(Dataset records)
//! Error types for dualscan.
//!
//! Each failure class gets its own enum: model loading is fatal to the
//! session, inference failures are recoverable, and `SessionError` covers
//! caller mistakes (commands issued in a state that does not accept them).
//! Nothing here is retried internally; state is left consistent and the
//! caller decides what to do next.

use std::path::PathBuf;

use thiserror::Error;

/// Failure while acquiring the classifier capabilities. Fatal: the session
/// cannot progress past its initial state.
#[derive(Debug, Error)]
pub enum ModelLoadError {
    #[error(
        "model file not found: {path}\n\
         Place the .rten model files and their label vocabularies in the \
         model directory (see --model-dir)"
    )]
    MissingModel { path: PathBuf },

    #[error("label vocabulary not found: {path}")]
    MissingLabels { path: PathBuf },

    #[error("failed to read label vocabulary {path}: {source}")]
    LabelsIo {
        path: PathBuf,
        source: std::io::Error,
    },

    #[error("failed to load model {path}: {message}")]
    Runtime { path: PathBuf, message: String },

    #[error("model loading task aborted: {0}")]
    TaskFailed(String),

    #[error("could not locate a home directory for the default model cache")]
    NoHomeDir,
}

/// Failure while decoding a user-selected file into an image handle.
#[derive(Debug, Error)]
pub enum IngestError {
    #[error("failed to open image {path}: {source}")]
    Io {
        path: PathBuf,
        source: std::io::Error,
    },

    #[error("failed to decode image {path}: {source}")]
    Decode {
        path: PathBuf,
        source: image::ImageError,
    },
}

/// Failure of a scan round. Recoverable: the session keeps its selected
/// image and no partial results are stored. `Clone` so the rendering
/// boundary can hold the last error while the session moves on.
#[derive(Debug, Clone, Error)]
pub enum InferenceError {
    #[error("classification failed: {0}")]
    Classification(String),

    #[error("detection failed: {0}")]
    Detection(String),

    #[error("inference task aborted: {0}")]
    TaskFailed(String),
}

/// A command was issued in a state that does not accept it. These are
/// caller errors: the caller is expected to gate commands on the session
/// state rather than handle these by retrying.
#[derive(Debug, Clone, PartialEq, Eq, Error)]
pub enum SessionError {
    #[error("models are already loaded")]
    ModelsAlreadyLoaded,

    #[error("models are not loaded yet")]
    ModelsNotReady,

    #[error("no image selected")]
    NoImageSelected,

    #[error("an image is already selected")]
    ImageAlreadySelected,

    #[error("a scan is already in flight")]
    ScanInFlight,

    #[error("no scan is in flight")]
    NoScanInFlight,

    #[error("image was already scanned")]
    AlreadyScanned,

    #[error("no results to reset from")]
    NoResultsShown,
}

[THE PROBLEM] Lines that contain "accept" are the result; find them in the entries above and copy each one.

[RESULT OF THE EXERCISE]
//! caller mistakes (commands issued in a state that does not accept them).
/// A command was issued in a state that does not accept it. These are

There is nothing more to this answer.